Please excuse me. This is going to be a long winded ramble about what’s happened over the last week. Rather than sprinkle comments in a bunch of threads, I figured I would just collect it all in one place. I made a couple of acid comments Friday re a rigged game and my mood as a result being apoplectic. I have been asked for an explanation and feel obligated to reply.

To start, let me say that I am a very prosaic investor in real life. I am long only and have a very diversified portfolio. I don’t short anything outright to make a profit, although I will occasionally employ a short sale on a very short term basis in order to accomplish something else, e.g. converting currency to avoid being jacked around by a bank.

I believe (broadly) in market efficiency. I acknowledge that there are pricing anomalies, but I have little faith in my ability to identify or exploit them, particularly when it comes to equities. I accept market prices as a good faith and unbiased estimate of “true value”. I am unwilling to stake my long term financial goals on the assumption that I am somehow smarter or more visionary than anyone else with intelligence and capital. In the end, I know that I must rely on the market to turn an investment into spendable cash. I have no power to force liquidation at my own estimate of true value. At the far end of my investment horizon, a very simple truth holds. Realizable value turns entirely on what others think. Not true value. Not my beliefs. Consequently, I am also willing to accept that, if I’m buying today, today’s market value is someone else’s realizable value, unlikely to be true value, perhaps too high, perhaps too low. Someone is making a mistake, either me as buyer or someone else as seller. A hundred years from now, we’ll know who. But I don’t know today and, quite honestly, I’ve got better things to do than worry about it.

Why the short selling restrictions enrage me
A market is, first and foremost, a price discovery mechanism. I rely on markets – we all rely on markets – to set reasonable prices on goods. Reasonable. Not perfect. Just reasonable.

(There are other ways of setting prices in economies. We’ve seen them tried. Our luck is that we’ve seen them tried mostly in other countries because then someone else somewhere else bore the burden of a mechanism that generally slows economic growth, fails perhaps gently and sometimes catastrophically, and enriches the politically connected. I’m one of the lucky beneficiaries of not having been subjected to such ridiculous experiments. Believe me, I count my blessings.)

Part of the price setting mechanism in a free market is people selling something that they believe is overvalued.
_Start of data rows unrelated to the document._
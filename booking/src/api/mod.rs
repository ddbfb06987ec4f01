//! HTTP surface (feature `http`).
//!
//! Thin axum handlers over [`BookingService`](crate::services::BookingService)
//! and [`UsageTracker`](crate::services::UsageTracker). Every failure is a
//! [`BookingError`](crate::error::BookingError) rendered by [`AppError`].

pub mod bookings;
pub mod credentials;
pub mod error;
pub mod health;
pub mod middleware;
pub mod routes;
pub mod state;
pub mod waitlist;

pub use error::AppError;
pub use routes::build_router;
pub use state::AppState;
The market isn’t going to produce an unbiased estimate of the true value of any good, whether it’s avocadoes or shares, if sellers are prevented from offering goods that are priced above true value. If we decree* that no seller be allowed to act on her own judgment that an avocado or share is trading above true value and thus offer it for sale, with the seller bearing the financial consequences of his judgment, the market price is no longer an unbiased estimate of true value. The market price of avocadoes becomes a joke, something to be gamed by those in the know.

Two objections often get raised at this point, first that avocadoes are qualitatively different from shares, second that sales are not the same as short sales. I deny the first absolutely.** I deny the second as well but that requires an argument. The objection usually turns on the abstract nature of a short sale, offering to sell something you don’t own. There is something viscerally wrong with a short sale. People go to prison for selling things they don’t own. If you see a car for sale in the want ads, call the advertiser, go visit, hand over your money, drive away in the car only to find that you can’t register it because it wasn’t the advertiser’s to sell, you expect to see someone go to jail. If your son Tommy hands a dollar to Joey in the schoolyard expecting to get a couple of chocolate bars and Joey stiffs him, then you expect unpleasant consequences for Joey.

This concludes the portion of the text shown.